Imperfect Justice: The Impact of the Yugoslav Tribunal

This week marks the 15th anniversary of Europe’s worst atrocity since World War II: the Srebrenica massacre, in which some 8,000 Bosnian Muslim men and boys were slaughtered by Bosnian Serb soldiers.

Established by the UN two years before Srebrenica, the International Criminal Tribunal for the former Yugoslavia (ICTY) failed to stop the massacre. Many observers questioned the court’s value, seeing it as yet another symbol of the UN’s ineffectiveness in stopping the violence in the Balkans. Later, the tribunal ruled that what happened in Srebrenica was a genocide, and many observers again derided the court, dismissing the ruling as cold comfort for Srebrenica’s victims and their families. Yet the court’s finding of genocide is in fact a major accomplishment in international justice. For those who lost loved ones in Srebrenica, international acknowledgment of genocide is deeply meaningful.

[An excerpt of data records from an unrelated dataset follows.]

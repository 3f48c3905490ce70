//! Report generation for grading runs.
//!
//! This module renders a finished (or aborted) grading run:
//! - Summary: Compact shell-friendly output
//! - JSON: Structured data for programmatic integration
//! - Markdown: Pull request comments and job summaries

mod json;
mod markdown;
mod summary;
mod types;

pub use json::JsonReporter;
pub use markdown::MarkdownReporter;
pub use summary::SummaryReporter;
pub use types::{ReportFormat, ReportMetadata};

use crate::grading::{AggregatedScore, GradingRun};
use serde::{Deserialize, Serialize};
use std::io::Write;
use thiserror::Error;

/// Errors that can occur during report generation
#[derive(Error, Debug)]
pub enum ReportError {
    #[error("IO error: {0}")]
    IoError(#[from] std::io::Error),

    #[error("Serialization error: {0}")]
    SerializationError(String),

    #[error("Format error: {0}")]
    FormatError(#[from] std::fmt::Error),
}

/// Everything a report shows about one grading run.
#[derive(Debug, Clone, PartialEq, Eq, Serialize, Deserialize)]
#[serde(rename_all = "camelCase")]
pub struct GradingReport {
    /// Score, complete or partial
    pub score: AggregatedScore,
    /// Console log lines of the run
    #[serde(default)]
    pub log: Vec<String>,
    /// Message of the error that aborted the run
    #[serde(default, skip_serializing_if = "Option::is_none")]
    pub error: Option<String>,
    /// Run metadata
    pub metadata: ReportMetadata,
}

impl GradingReport {
    /// Bundle a run with its captured console log.
    #[must_use]
    pub fn from_run(run: GradingRun, log: Vec<String>, metadata: ReportMetadata) -> Self {
        Self {
            error: run.error.as_ref().map(ToString::to_string),
            score: run.score,
            log,
            metadata,
        }
    }

    /// Whether the run was aborted.
    #[must_use]
    pub const fn is_aborted(&self) -> bool {
        self.error.is_some()
    }
}

/// Trait for report generators
pub trait ReportGenerator {
    /// Render the report
    fn generate(&self, report: &GradingReport) -> Result<String, ReportError>;

    /// Write report to a writer
    fn write_report(
        &self,
        report: &GradingReport,
        writer: &mut dyn Write,
    ) -> Result<(), ReportError> {
        let rendered = self.generate(report)?;
        writer.write_all(rendered.as_bytes())?;
        Ok(())
    }

    /// Get the format this generator produces
    fn format(&self) -> ReportFormat;
}

/// Create a report generator with color control
#[must_use]
pub fn create_reporter(format: ReportFormat, use_color: bool) -> Box<dyn ReportGenerator> {
    match format {
        ReportFormat::Summary => {
            if use_color {
                Box::new(SummaryReporter::new())
            } else {
                Box::new(SummaryReporter::new().no_color())
            }
        }
        ReportFormat::Json => Box::new(JsonReporter::new()),
        ReportFormat::Markdown => Box::new(MarkdownReporter::new()),
    }
}

/// Render a report in the given format without colors.
pub fn render_report(format: ReportFormat, report: &GradingReport) -> Result<String, ReportError> {
    create_reporter(format, false).generate(report)
}

#[cfg(test)]
pub(crate) mod test_support {
    use super::{GradingReport, ReportMetadata};
    use crate::config::{AnalysisConfiguration, GradingConfig, TestConfiguration};
    use crate::grading::Grader;
    use crate::model::{AnalysisCounts, BaselineSnapshot, SnapshotSet, TestCounts};

    /// Analysis 40/100 and tests 95/100; drop the tests snapshot to abort.
    pub fn sample_report(with_tests: bool) -> GradingReport {
        let config = GradingConfig::builder()
            .analysis(AnalysisConfiguration::default())
            .tests(TestConfiguration::default())
            .build();
        let mut snapshots = SnapshotSet::new().with(
            BaselineSnapshot::analysis("checkstyle", AnalysisCounts::new(6, 0, 0, 0))
                .with_name("CheckStyle"),
        );
        if with_tests {
            snapshots.push(BaselineSnapshot::tests("junit", TestCounts::new(1, 1, 1)));
        }

        let mut log: Vec<String> = Vec::new();
        let run = Grader::new(config).unwrap().run(&snapshots, &mut log);
        GradingReport::from_run(run, log, ReportMetadata::new())
    }
}

#[cfg(test)]
mod tests {
    use super::test_support::sample_report;
    use super::*;

    #[test]
    fn test_from_run_keeps_error_message() {
        let report = sample_report(false);
        assert!(report.is_aborted());
        assert_eq!(
            report.error.as_deref(),
            Some("Test scoring has been enabled, but no test results have been found")
        );
        assert_eq!(report.score.total(), 40);
    }

    #[test]
    fn test_create_reporter_formats() {
        for format in [ReportFormat::Summary, ReportFormat::Json, ReportFormat::Markdown] {
            assert_eq!(create_reporter(format, false).format(), format);
        }
    }

    #[test]
    fn test_write_report_to_writer() {
        let report = sample_report(true);
        let mut out = Vec::new();
        JsonReporter::new().write_report(&report, &mut out).unwrap();
        let parsed: GradingReport = serde_json::from_slice(&out).unwrap();
        assert_eq!(parsed, report);
    }
}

A new book, That Someone Guilty Be Punished,  examines the impact of the ICTY in Bosnia, with particular attention to the voices and perceptions of Bosnians, including survivors of war crimes and crimes against humanity. Their opinions are nearly unanimous in citing the genocide ruling as one the court’s greatest accomplishments. As one Bosnian woman said, “finding that what happened at Srebrenica was a genocide is the most important achievement and without the ICTY this would not be possible.” Another Bosnian interviewed for the book added that solely “based on this decision, the ICTY is successful.”

As That Someone Guilty Be Punished makes clear, the ICTY is often criticized in Bosnia—for its lengthy and complex hearings, for engaging in plea bargaining, for issuing sentences viewed by many as too short, and for providing a stage for the self-aggrandizing antics of former Yugoslav President Slobodan Milosevic. But in drawing a nuanced portrait of Bosnians’ complex feelings about the court, author Diane F. Orentlicher, professor of law at American University, also finds that the ICTY has succeeded in many ways, including helping to identify and punish the guilty, maintain peace, promote reconciliation, and establish the truth of what happened as the former Yugoslavia imploded.

In accomplishing this, the ICTY accomplished something greater: it delivered justice. As experienced by those who were interviewed by Orentlicher, that justice may be imperfect. But it is, as one interviewee says, “some sort of satisfaction.”

One indication of the ICTY’s success is the number of courts established since its founding to address atrocities in Rwanda, Sierra Leone, Cambodia, Kosovo, and Timor Leste, as well as the creation of the International Criminal Court. That Someone Guilty Be Punished extracts lessons from the ICTY to inform these courts, as well as potential future tribunals. The book also serves as a companion to Orentlicher’s earlier study of the impact of the ICTY in Serbia, Shrinking the Space for Denial.

This week’s anniversary serves as a reminder that, despite the ICTY’s many achievements, its work is incomplete: the man who led the Srebrenica massacre, Bosnian Serb General Ratko Mladic, is still at large. Every day he remains free, the ICTY’s already imperfect justice becomes a bit more flawed.